What you are asked to do: Report back the lines in this listing that carry the string "async".

# # #

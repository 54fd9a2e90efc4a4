use axum::{
    Json,
    extract::{Path, Query, State},
    http::StatusCode,
};
use tracing::instrument;

use schoolbase_core::AppError;
use schoolbase_models::ids::AssessmentId;

use super::model::{
    Assessment, AssessmentFilterParams, AssessmentResults, CreateAssessmentDto,
    UpdateAssessmentDto, UpsertResultsDto, UpsertResultsResponse,
};
use super::service::ExamService;
use crate::middleware::auth::RequireExams;
use crate::modules::auth::controller::ErrorResponse;
use crate::modules::teachers::service::TeacherService;
use crate::state::AppState;
use crate::validator::ValidatedJson;

/// List assessments; teachers see only their assigned classes and subjects
#[utoipa::path(
    get,
    path = "/api/exams/assessments",
    params(AssessmentFilterParams),
    responses(
        (status = 200, description = "Assessments", body = Vec<Assessment>),
        (status = 403, description = "Forbidden", body = ErrorResponse)
    ),
    security(("bearer_auth" = [])),
    tag = "Exams"
)]
#[instrument(skip(state))]
pub async fn list_assessments(
    State(state): State<AppState>,
    RequireExams(auth_user): RequireExams,
    Query(filters): Query<AssessmentFilterParams>,
) -> Result<Json<Vec<Assessment>>, AppError> {
    let scope = TeacherService::teaching_scope(&state.db, &auth_user).await?;
    Ok(Json(ExamService::list_assessments(&state.db, &scope, filters).await?))
}

#[utoipa::path(
    post,
    path = "/api/exams/assessments",
    request_body = CreateAssessmentDto,
    responses(
        (status = 201, description = "Assessment created", body = Assessment),
        (status = 403, description = "Outside teaching assignment", body = ErrorResponse),
        (status = 409, description = "Duplicate assessment", body = ErrorResponse),
        (status = 422, description = "Validation error", body = ErrorResponse)
    ),
    security(("bearer_auth" = [])),
    tag = "Exams"
)]
#[instrument(skip(state, dto))]
pub async fn create_assessment(
    State(state): State<AppState>,
    RequireExams(auth_user): RequireExams,
    ValidatedJson(dto): ValidatedJson<CreateAssessmentDto>,
) -> Result<(StatusCode, Json<Assessment>), AppError> {
    let scope = TeacherService::teaching_scope(&state.db, &auth_user).await?;
    let assessment = ExamService::create_assessment(&state.db, &scope, dto).await?;
    Ok((StatusCode::CREATED, Json(assessment)))
}

#[utoipa::path(
    get,
    path = "/api/exams/assessments/{id}",
    params(("id" = uuid::Uuid, Path, description = "Assessment ID")),
    responses(
        (status = 200, description = "Assessment", body = Assessment),
        (status = 403, description = "Outside teaching assignment", body = ErrorResponse),
        (status = 404, description = "Assessment not found", body = ErrorResponse)
    ),
    security(("bearer_auth" = [])),
    tag = "Exams"
)]
#[instrument(skip(state))]
pub async fn get_assessment(
    State(state): State<AppState>,
    RequireExams(auth_user): RequireExams,
    Path(id): Path<AssessmentId>,
) -> Result<Json<Assessment>, AppError> {
    let scope = TeacherService::teaching_scope(&state.db, &auth_user).await?;
    Ok(Json(ExamService::get_assessment(&state.db, &scope, id).await?))
}

#[utoipa::path(
    put,
    path = "/api/exams/assessments/{id}",
    params(("id" = uuid::Uuid, Path, description = "Assessment ID")),
    request_body = UpdateAssessmentDto,
    responses(
        (status = 200, description = "Assessment updated", body = Assessment),
        (status = 403, description = "Outside teaching assignment", body = ErrorResponse),
        (status = 404, description = "Assessment not found", body = ErrorResponse)
    ),
    security(("bearer_auth" = [])),
    tag = "Exams"
)]
#[instrument(skip(state, dto))]
pub async fn update_assessment(
    State(state): State<AppState>,
    RequireExams(auth_user): RequireExams,
    Path(id): Path<AssessmentId>,
    ValidatedJson(dto): ValidatedJson<UpdateAssessmentDto>,
) -> Result<Json<Assessment>, AppError> {
    let scope = TeacherService::teaching_scope(&state.db, &auth_user).await?;
    Ok(Json(ExamService::update_assessment(&state.db, &scope, id, dto).await?))
}

#[utoipa::path(
    delete,
    path = "/api/exams/assessments/{id}",
    params(("id" = uuid::Uuid, Path, description = "Assessment ID")),
    responses(
        (status = 204, description = "Assessment and its results deleted"),
        (status = 403, description = "Outside teaching assignment", body = ErrorResponse),
        (status = 404, description = "Assessment not found", body = ErrorResponse)
    ),
    security(("bearer_auth" = [])),
    tag = "Exams"
)]
#[instrument(skip(state))]
pub async fn delete_assessment(
    State(state): State<AppState>,
    RequireExams(auth_user): RequireExams,
    Path(id): Path<AssessmentId>,
) -> Result<StatusCode, AppError> {
    let scope = TeacherService::teaching_scope(&state.db, &auth_user).await?;
    ExamService::delete_assessment(&state.db, &scope, id).await?;
    Ok(StatusCode::NO_CONTENT)
}

/// Class roster with recorded scores for one assessment
#[utoipa::path(
    get,
    path = "/api/exams/assessments/{id}/results",
    params(("id" = uuid::Uuid, Path, description = "Assessment ID")),
    responses(
        (status = 200, description = "Roster and scores", body = AssessmentResults),
        (status = 403, description = "Outside teaching assignment", body = ErrorResponse),
        (status = 404, description = "Assessment not found", body = ErrorResponse)
    ),
    security(("bearer_auth" = [])),
    tag = "Exams"
)]
#[instrument(skip(state))]
pub async fn get_results(
    State(state): State<AppState>,
    RequireExams(auth_user): RequireExams,
    Path(id): Path<AssessmentId>,
) -> Result<Json<AssessmentResults>, AppError> {
    let scope = TeacherService::teaching_scope(&state.db, &auth_user).await?;
    Ok(Json(ExamService::get_results(&state.db, &scope, id).await?))
}

/// Record or overwrite scores; guardians are notified per score
#[utoipa::path(
    post,
    path = "/api/exams/results",
    request_body = UpsertResultsDto,
    responses(
        (status = 200, description = "Scores saved", body = UpsertResultsResponse),
        (status = 403, description = "Outside teaching assignment", body = ErrorResponse),
        (status = 404, description = "Assessment or student not found", body = ErrorResponse),
        (status = 422, description = "Validation error", body = ErrorResponse)
    ),
    security(("bearer_auth" = [])),
    tag = "Exams"
)]
#[instrument(skip(state, dto))]
pub async fn upsert_results(
    State(state): State<AppState>,
    RequireExams(auth_user): RequireExams,
    ValidatedJson(dto): ValidatedJson<UpsertResultsDto>,
) -> Result<Json<UpsertResultsResponse>, AppError> {
    let scope = TeacherService::teaching_scope(&state.db, &auth_user).await?;
    let response = ExamService::upsert_results(&state.db, &*state.notifier, &scope, dto).await?;
    Ok(Json(response))
}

# # #

Output below:
pub async fn list_assessments(
pub async fn create_assessment(
pub async fn get_assessment(
pub async fn update_assessment(
pub async fn delete_assessment(
pub async fn get_results(
pub async fn upsert_results(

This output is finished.